It seems unfeasible without querying with indexes. By the way, a username
is easily indexable, and you can probably run the query while the user is still typing the password.
I run this experiment in a mongo playground, against a free Atlas cluster:
Code
// MongoDB Playground
// Select the database to use.
use('mongodbVSCodePlaygroundDB');
// The drop() command destroys all data from a collection.
// Make sure you run it against the correct database and collection.
db.sales.drop();
const docs = (new Array(10**5)).fill(0)
docs.map((_, index) => {
return {
'_id': index,
'username': 'user' + index,
'item': 'abc',
}
})
// Insert documents into the sales collection.
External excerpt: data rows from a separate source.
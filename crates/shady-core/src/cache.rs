//! Cache metadata line
//!
//! Every expansion starts with `// Date: <timestamp>`, the source file's
//! modification time when the expansion was produced. A later run compares it
//! with the current modification time to decide whether the shader is cached.

use std::time::SystemTime;

use chrono::{DateTime, SecondsFormat, Utc};

const HEADER_PREFIX: &str = "// Date: ";

/// Source modification time as recorded in an expansion
#[derive(Debug, Clone, Copy, PartialEq, Eq, PartialOrd, Ord, Hash)]
pub struct CacheStamp(DateTime<Utc>);

impl CacheStamp {
    pub fn new(modified: DateTime<Utc>) -> Self {
        Self(modified)
    }

    pub fn from_system_time(modified: SystemTime) -> Self {
        Self(modified.into())
    }

    pub fn time(&self) -> DateTime<Utc> {
        self.0
    }

    /// The metadata line, without a trailing newline.
    ///
    /// Nanosecond precision keeps the value round-trippable.
    pub fn header(&self) -> String {
        format!("{HEADER_PREFIX}{}", self.0.to_rfc3339_opts(SecondsFormat::Nanos, true))
    }

    /// Parse a metadata line; anything else yields `None`
    pub fn parse_header(line: &str) -> Option<Self> {
        let value = line.trim_end().strip_prefix(HEADER_PREFIX)?;
        DateTime::parse_from_rfc3339(value)
            .ok()
            .map(|time| Self(time.with_timezone(&Utc)))
    }
}

#[cfg(test)]
mod tests {
    use super::*;
    use chrono::TimeZone;

    #[test]
    fn test_header_round_trip() {
        let time = Utc.timestamp_opt(1_700_000_000, 123_456_789).unwrap();
        let stamp = CacheStamp::new(time);
        let header = stamp.header();
        assert_eq!(header, "// Date: 2023-11-14T22:13:20.123456789Z");
        assert_eq!(CacheStamp::parse_header(&header), Some(stamp));
    }

    #[test]
    fn test_offset_timestamps_compare_equal() {
        let stamp = CacheStamp::parse_header("// Date: 2024-03-01T12:00:00+02:00").unwrap();
        let utc = CacheStamp::parse_header("// Date: 2024-03-01T10:00:00Z").unwrap();
        assert_eq!(stamp, utc);
    }

    #[test]
    fn test_rejects_other_lines() {
        assert_eq!(CacheStamp::parse_header("#line 1"), None);
        assert_eq!(CacheStamp::parse_header("// Date: yesterday"), None);
    }

    #[test]
    fn test_from_system_time() {
        let stamp = CacheStamp::from_system_time(SystemTime::UNIX_EPOCH);
        assert_eq!(stamp.time(), DateTime::<Utc>::UNIX_EPOCH);
    }
}
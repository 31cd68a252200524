//! Directive semantics
//!
//! Turns a tokenized `#pragma shady:` line into a typed [`Directive`].

use thiserror::Error;

use crate::shader::{ImportBinding, Region, VariantSpec};
use crate::token::{Token, TokenKind};

/// A directive that tokenized but cannot be interpreted
#[derive(Error, Debug, Clone, PartialEq, Eq)]
pub enum DirectiveError {
    #[error("empty directive")]
    Empty,

    #[error("missing shader name")]
    MissingShader,

    #[error("too many qualifiers in '{0}'")]
    TooManyQualifiers(String),

    #[error("{0} needs a name")]
    MissingName(&'static str),

    #[error("{0} is not a directive")]
    NotADirective(&'static str),
}

#[derive(Debug, Clone, PartialEq, Eq)]
pub enum Directive {
    /// `import(Name[.Region])` or `import(Name.Ext.Region)`
    Import(ImportBinding),
    /// `inline(Name[.Macro])`
    Inline(ImportBinding),
    /// `variant(Base, DEFINE...)`
    Variant(VariantSpec),
    MacroBegin(String),
    MacroEnd,
    SkipCompilation,
    PrintPath,
}

impl Directive {
    /// Interpret the tokens of one directive line.
    ///
    /// `extension` is the importing shader's own extension (with the dot); it
    /// is appended to referenced shader names unless overridden. `tokens` must
    /// come from [`crate::tokenizer::tokenize_directive`].
    pub fn from_tokens(tokens: &[Token<'_>], extension: &str) -> Result<Directive, DirectiveError> {
        let Some(first) = tokens.first() else {
            return Err(DirectiveError::Empty);
        };

        let words: Vec<&str> = tokens
            .iter()
            .filter(|t| matches!(t.kind, TokenKind::Identifier | TokenKind::Argument | TokenKind::Name))
            .map(|t| t.value)
            .collect();

        match first.kind {
            TokenKind::Import => {
                let (shader, region) = target(&words, extension)?;
                let region = region.map_or(Region::Export, |name| Region::Symbol(name.to_string()));
                Ok(Directive::Import(ImportBinding::new(shader, region)))
            }
            TokenKind::Inline => {
                let (shader, region) = target(&words, extension)?;
                let region = region.map_or(Region::Export, |name| Region::Macro(name.to_string()));
                Ok(Directive::Inline(ImportBinding::new(shader, region)))
            }
            TokenKind::Variant => {
                let (base, defines) = words
                    .split_first()
                    .ok_or(DirectiveError::MissingName("variant"))?;
                Ok(Directive::Variant(VariantSpec {
                    base: format!("{base}{extension}"),
                    defines: defines.iter().map(|d| d.to_string()).collect(),
                }))
            }
            TokenKind::MacroBegin => words
                .first()
                .map(|name| Directive::MacroBegin(name.to_string()))
                .ok_or(DirectiveError::MissingName("macro_begin")),
            TokenKind::MacroEnd => Ok(Directive::MacroEnd),
            TokenKind::SkipCompilation => Ok(Directive::SkipCompilation),
            TokenKind::PrintPath => Ok(Directive::PrintPath),
            other => Err(DirectiveError::NotADirective(other.description())),
        }
    }
}

/// Resolve `Name`, `Name.Region` or `Name.Ext.Region` into a shader file
/// name and an optional region name.
fn target<'a>(
    words: &[&'a str],
    extension: &str,
) -> Result<(String, Option<&'a str>), DirectiveError> {
    match words {
        [name] => Ok((format!("{name}{extension}"), None)),
        [name, region] => Ok((format!("{name}{extension}"), Some(*region))),
        [name, ext, region] => Ok((format!("{name}.{ext}"), Some(*region))),
        [] => Err(DirectiveError::MissingShader),
        _ => Err(DirectiveError::TooManyQualifiers(words.join("."))),
    }
}

#[cfg(test)]
mod tests {
    use super::*;
    use crate::tokenizer::tokenize_directive;

    fn parse(line: &str) -> Result<Directive, DirectiveError> {
        let tokens = tokenize_directive(line).unwrap().unwrap();
        Directive::from_tokens(&tokens, ".fsh")
    }

    #[test]
    fn test_import_whole_shader() {
        assert_eq!(
            parse("#pragma shady: import(common)").unwrap(),
            Directive::Import(ImportBinding::new("common.fsh", Region::Export))
        );
    }

    #[test]
    fn test_import_symbol() {
        assert_eq!(
            parse("#pragma shady: import(b.c)").unwrap(),
            Directive::Import(ImportBinding::new("b.fsh", Region::Symbol("c".into())))
        );
    }

    #[test]
    fn test_import_foreign_extension() {
        assert_eq!(
            parse("#pragma shady: import(shared.vsh.transform)").unwrap(),
            Directive::Import(ImportBinding::new("shared.vsh", Region::Symbol("transform".into())))
        );
    }

    #[test]
    fn test_import_too_deep() {
        assert_eq!(
            parse("#pragma shady: import(a.b.c.d)"),
            Err(DirectiveError::TooManyQualifiers("a.b.c.d".into()))
        );
    }

    #[test]
    fn test_inline_macro() {
        assert_eq!(
            parse("#pragma shady: inline(blur.KERNEL)").unwrap(),
            Directive::Inline(ImportBinding::new("blur.fsh", Region::Macro("KERNEL".into())))
        );
        assert_eq!(
            parse("#pragma shady: inline(blur)").unwrap(),
            Directive::Inline(ImportBinding::new("blur.fsh", Region::Export))
        );
    }

    #[test]
    fn test_variant() {
        assert_eq!(
            parse("#pragma shady: variant(base, FEATURE_X, FEATURE_Y)").unwrap(),
            Directive::Variant(VariantSpec {
                base: "base.fsh".into(),
                defines: vec!["FEATURE_X".into(), "FEATURE_Y".into()],
            })
        );
    }

    #[test]
    fn test_macro_and_flags() {
        assert_eq!(
            parse("#pragma shady: macro_begin KERNEL").unwrap(),
            Directive::MacroBegin("KERNEL".into())
        );
        assert_eq!(parse("#pragma shady: macro_end").unwrap(), Directive::MacroEnd);
        assert_eq!(
            parse("#pragma shady: skip_compilation").unwrap(),
            Directive::SkipCompilation
        );
    }
}
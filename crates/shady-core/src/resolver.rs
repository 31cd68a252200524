//! Region resolver
//!
//! Expands a shader's lines into final text, splicing referenced regions
//! depth-first. Runs only over a finished [`ShaderIndex`], so every
//! cross-shader lookup is read-only.

use std::collections::HashSet;

use crate::error::Diagnostic;
use crate::index::ShaderIndex;
use crate::shader::{ImportBinding, Region, Shader, ShaderLine};

/// Options for the serial expansion phase
#[derive(Debug, Clone, Copy, PartialEq, Eq)]
pub struct ExpandOptions {
    /// Number written in the `#line` directive for source line index 0
    pub line_offset: usize,
}

impl Default for ExpandOptions {
    fn default() -> Self {
        Self { line_offset: 1 }
    }
}

/// Result of expanding one shader
#[derive(Debug, Clone, PartialEq, Eq)]
pub struct Expansion {
    pub name: String,
    /// Cache metadata line followed by the expanded source. For shaders
    /// without directives only the metadata line.
    pub text: String,
    /// True when the shader had directives and must be replaced by `text`
    pub modified: bool,
    /// True when the shader or anything it pulls in changed since the last run
    pub dirty: bool,
    pub diagnostics: Vec<Diagnostic>,
}

struct Resolver<'a> {
    index: &'a ShaderIndex,
    out: String,
    /// Non-macro regions already spliced into this output
    imported: HashSet<ImportBinding>,
    /// Macro regions currently being expanded
    inlining: Vec<ImportBinding>,
    dirty: bool,
    diagnostics: Vec<Diagnostic>,
}

impl<'a> Resolver<'a> {
    fn new(index: &'a ShaderIndex, dirty: bool) -> Self {
        Self {
            index,
            out: String::new(),
            imported: HashSet::new(),
            inlining: Vec::new(),
            dirty,
            diagnostics: Vec::new(),
        }
    }

    fn line(&mut self, text: impl std::fmt::Display) {
        self.out.push_str(&text.to_string());
        self.out.push('\n');
    }

    /// Expand `lines` in order.
    ///
    /// `counter` is the source line number of the first line. Only the
    /// outermost call for a physical shader advances it (`owns_counter`);
    /// spliced code reuses the number of the line that imported it.
    fn expand<'l>(
        &mut self,
        lines: impl IntoIterator<Item = &'l ShaderLine>,
        mut counter: usize,
        owns_counter: bool,
    ) {
        let mut mark = true;

        for line in lines {
            if line.dropped {
                if owns_counter {
                    counter += 1;
                }
                mark = true;
                continue;
            }

            match &line.binding {
                None => {
                    if mark {
                        self.line(format_args!("#line {counter}"));
                        mark = false;
                    }
                    self.line(&line.text);
                }
                Some(binding) => {
                    self.splice(line, binding, counter);
                    mark = true;
                }
            }

            if owns_counter {
                counter += 1;
            }
        }
    }

    fn splice(&mut self, line: &ShaderLine, binding: &ImportBinding, counter: usize) {
        let is_macro = binding.region.is_macro();

        if !is_macro
            && (self.imported.contains(binding) || self.imported.contains(&binding.whole_shader()))
        {
            log::trace!("{}:{} already imported {}", line.shader, line.number(), binding);
            return;
        }

        let index = self.index;
        // Failed splices invalidate the cached expansion
        let Some(target) = index.get(&binding.shader) else {
            self.dirty = true;
            self.diagnostics.push(
                Diagnostic::MissingShader {
                    shader: line.shader.to_string(),
                    line: line.number(),
                    target: binding.shader.clone(),
                }
                .report(),
            );
            return;
        };
        let Some(region) = target.region(&binding.region) else {
            self.dirty = true;
            self.diagnostics.push(
                Diagnostic::MissingRegion {
                    shader: line.shader.to_string(),
                    line: line.number(),
                    target: binding.shader.clone(),
                    region: binding.region.clone(),
                }
                .report(),
            );
            return;
        };

        if is_macro {
            if self.inlining.contains(binding) {
                self.diagnostics.push(
                    Diagnostic::RecursiveInline {
                        shader: line.shader.to_string(),
                        line: line.number(),
                        target: binding.shader.clone(),
                        region: binding.region.clone(),
                    }
                    .report(),
                );
                return;
            }
            self.inlining.push(binding.clone());
        } else {
            self.imported.insert(binding.clone());
        }

        self.dirty |= !target.is_cached();

        self.line(format_args!("// begin import {binding}"));
        self.expand(region, counter, false);
        self.line(format_args!("// end import {binding}"));

        if is_macro {
            self.inlining.pop();
        }
    }

    fn finish(self, shader: &Shader) -> Expansion {
        Expansion {
            name: shader.name().to_string(),
            text: self.out,
            modified: shader.will_modify(),
            dirty: self.dirty,
            diagnostics: self.diagnostics,
        }
    }
}

/// Expand one shader of a finished index
pub(crate) fn expand_shader(index: &ShaderIndex, shader: &Shader, options: &ExpandOptions) -> Expansion {
    let mut resolver = Resolver::new(index, !shader.is_cached());
    resolver.line(shader.stamp().header());

    if !shader.will_modify() {
        return resolver.finish(shader);
    }

    resolver
        .imported
        .insert(ImportBinding::new(shader.name(), Region::Export));

    if shader.is_skipped() {
        resolver.line("// shader skipped by skip_compilation");
        resolver.line("void main() {}");
    } else if let Some(variant) = shader.variant() {
        resolver.line(format_args!("// variant of {}", variant.base));
        for define in &variant.defines {
            resolver.line(format_args!("#define {define}"));
        }
        resolver.line("");

        match index.get(&variant.base) {
            Some(base) => {
                resolver.dirty |= !base.is_cached();
                resolver
                    .imported
                    .insert(ImportBinding::new(base.name(), Region::Export));
                resolver.expand(base.lines(), options.line_offset, true);
            }
            None => {
                resolver.dirty = true;
                resolver.diagnostics.push(
                    Diagnostic::MissingVariantBase {
                        shader: shader.name().to_string(),
                        base: variant.base.clone(),
                    }
                    .report(),
                );
            }
        }
    } else {
        resolver.expand(shader.lines(), options.line_offset, true);
    }

    resolver.finish(shader)
}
db.sales.insertMany(docs);
db.sales.find({username:'user1000'}).limit(1).explain('executionStats');
This is just a hundred thousand docs, and I’d indeed expect it to scale at least a factor of ten in your case. Also mind that the query is very simple.
Result
{
//...
"winningPlan": {
"stage": "LIMIT",
"limitAmount": 1,
"inputStage": {
"stage": "COLLSCAN",
"filter": {
"username": {
"$eq": "user1000"
}
},
"direction": "forward"
}
},
"rejectedPlans": []
},
"executionStats": {
"executionSuccess": true,
"nReturned": 0,
"executionTimeMillis": 988, // <---- i.e about 1 second
"totalKeysExamined": 0,
"totalDocsExamined": 100000,
"executionStages": {
"stage": "LIMIT",
"nReturned": 0,
"executionTimeMillisEstimate": 543,
"isEOF": 1,
"limitAmount": 1,
"inputStage": {
"stage": "COLLSCAN",
"filter": {
"username": {
"$eq": "user1000"
}
},
"nReturned": 0,
"isEOF": 1,
"docsExamined": 100000
}
}
},
//...
So I think the answer is “no” in the most crappy cluster, but remember that upgrading hardware you may increase this several orders of magnitude.
I wonder whether it is possible to use _id
field as your username
field, I mean { _id: username }
. It would make sense and you would still have an index to query.